### Problem
After counting the lines below that contain "ExtractorRegistry", reply with that number alone.

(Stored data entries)
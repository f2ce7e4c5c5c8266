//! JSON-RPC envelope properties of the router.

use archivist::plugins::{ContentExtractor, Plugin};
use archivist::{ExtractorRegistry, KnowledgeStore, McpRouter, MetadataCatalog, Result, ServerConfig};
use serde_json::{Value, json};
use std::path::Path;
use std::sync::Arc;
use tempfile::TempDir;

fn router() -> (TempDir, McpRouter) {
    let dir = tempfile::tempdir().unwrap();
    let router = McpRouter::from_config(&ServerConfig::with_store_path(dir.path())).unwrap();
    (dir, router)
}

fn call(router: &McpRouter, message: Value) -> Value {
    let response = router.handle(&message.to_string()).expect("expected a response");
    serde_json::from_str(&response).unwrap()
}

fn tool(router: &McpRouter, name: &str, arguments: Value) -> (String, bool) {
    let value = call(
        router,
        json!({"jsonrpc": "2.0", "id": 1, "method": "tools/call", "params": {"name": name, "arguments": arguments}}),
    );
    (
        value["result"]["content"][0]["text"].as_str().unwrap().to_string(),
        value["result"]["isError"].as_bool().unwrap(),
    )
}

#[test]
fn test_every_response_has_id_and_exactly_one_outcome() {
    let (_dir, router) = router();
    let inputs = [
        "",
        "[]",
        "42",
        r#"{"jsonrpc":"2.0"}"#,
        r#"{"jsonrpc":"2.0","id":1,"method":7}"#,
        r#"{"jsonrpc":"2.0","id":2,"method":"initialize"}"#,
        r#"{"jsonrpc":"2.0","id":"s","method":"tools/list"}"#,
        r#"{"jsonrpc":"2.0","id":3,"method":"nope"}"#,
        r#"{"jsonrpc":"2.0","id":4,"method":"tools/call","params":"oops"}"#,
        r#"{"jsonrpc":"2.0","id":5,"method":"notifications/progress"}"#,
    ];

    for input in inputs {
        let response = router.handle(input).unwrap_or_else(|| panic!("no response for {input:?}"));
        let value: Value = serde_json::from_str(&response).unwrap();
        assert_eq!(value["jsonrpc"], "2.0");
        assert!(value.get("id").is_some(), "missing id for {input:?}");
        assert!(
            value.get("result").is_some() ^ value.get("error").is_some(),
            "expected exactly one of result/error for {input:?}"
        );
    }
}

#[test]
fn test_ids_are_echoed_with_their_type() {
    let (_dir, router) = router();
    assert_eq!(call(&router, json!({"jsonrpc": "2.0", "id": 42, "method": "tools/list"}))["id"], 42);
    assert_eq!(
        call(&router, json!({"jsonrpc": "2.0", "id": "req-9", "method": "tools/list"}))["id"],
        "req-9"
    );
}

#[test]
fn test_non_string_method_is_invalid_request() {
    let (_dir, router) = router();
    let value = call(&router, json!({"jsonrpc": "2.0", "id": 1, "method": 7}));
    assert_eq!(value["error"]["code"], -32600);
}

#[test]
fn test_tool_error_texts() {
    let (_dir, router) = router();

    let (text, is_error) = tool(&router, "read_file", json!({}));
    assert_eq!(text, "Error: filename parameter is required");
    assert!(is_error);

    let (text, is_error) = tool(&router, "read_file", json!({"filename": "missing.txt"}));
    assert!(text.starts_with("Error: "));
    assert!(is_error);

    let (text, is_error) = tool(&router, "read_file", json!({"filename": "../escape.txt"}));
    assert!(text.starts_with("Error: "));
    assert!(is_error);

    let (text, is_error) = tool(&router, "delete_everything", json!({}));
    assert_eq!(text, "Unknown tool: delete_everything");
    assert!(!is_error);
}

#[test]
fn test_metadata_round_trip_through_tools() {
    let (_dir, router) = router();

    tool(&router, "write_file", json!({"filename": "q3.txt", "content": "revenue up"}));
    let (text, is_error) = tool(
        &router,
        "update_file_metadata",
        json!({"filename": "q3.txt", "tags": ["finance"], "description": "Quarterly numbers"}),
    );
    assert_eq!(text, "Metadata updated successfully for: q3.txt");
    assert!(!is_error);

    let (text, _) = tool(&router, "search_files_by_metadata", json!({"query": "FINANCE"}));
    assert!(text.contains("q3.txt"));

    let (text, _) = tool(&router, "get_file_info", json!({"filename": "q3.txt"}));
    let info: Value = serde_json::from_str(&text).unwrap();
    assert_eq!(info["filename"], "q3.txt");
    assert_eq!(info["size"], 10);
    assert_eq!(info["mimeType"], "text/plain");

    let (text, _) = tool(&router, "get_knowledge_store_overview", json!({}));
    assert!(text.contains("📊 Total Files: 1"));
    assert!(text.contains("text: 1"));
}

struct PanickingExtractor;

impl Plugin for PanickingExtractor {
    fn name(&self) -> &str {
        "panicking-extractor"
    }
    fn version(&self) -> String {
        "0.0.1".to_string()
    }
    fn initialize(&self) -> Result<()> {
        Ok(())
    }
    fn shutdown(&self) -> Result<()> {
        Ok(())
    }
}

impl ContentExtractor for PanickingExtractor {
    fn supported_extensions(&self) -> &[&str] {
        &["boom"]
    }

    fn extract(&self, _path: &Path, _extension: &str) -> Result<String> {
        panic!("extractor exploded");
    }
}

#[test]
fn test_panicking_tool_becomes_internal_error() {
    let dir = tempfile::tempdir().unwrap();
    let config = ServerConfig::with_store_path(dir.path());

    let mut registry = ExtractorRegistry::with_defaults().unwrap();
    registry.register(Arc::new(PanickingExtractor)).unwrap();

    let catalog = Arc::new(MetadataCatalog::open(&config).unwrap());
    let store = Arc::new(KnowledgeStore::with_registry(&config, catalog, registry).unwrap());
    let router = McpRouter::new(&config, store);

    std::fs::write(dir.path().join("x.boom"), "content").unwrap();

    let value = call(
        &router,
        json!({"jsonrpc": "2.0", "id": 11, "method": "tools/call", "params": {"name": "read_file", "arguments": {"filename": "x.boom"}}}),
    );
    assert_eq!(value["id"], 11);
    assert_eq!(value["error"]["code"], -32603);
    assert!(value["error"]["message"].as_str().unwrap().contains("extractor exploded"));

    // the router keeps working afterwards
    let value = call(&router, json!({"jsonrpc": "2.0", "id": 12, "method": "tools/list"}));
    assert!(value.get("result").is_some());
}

### Task answer
2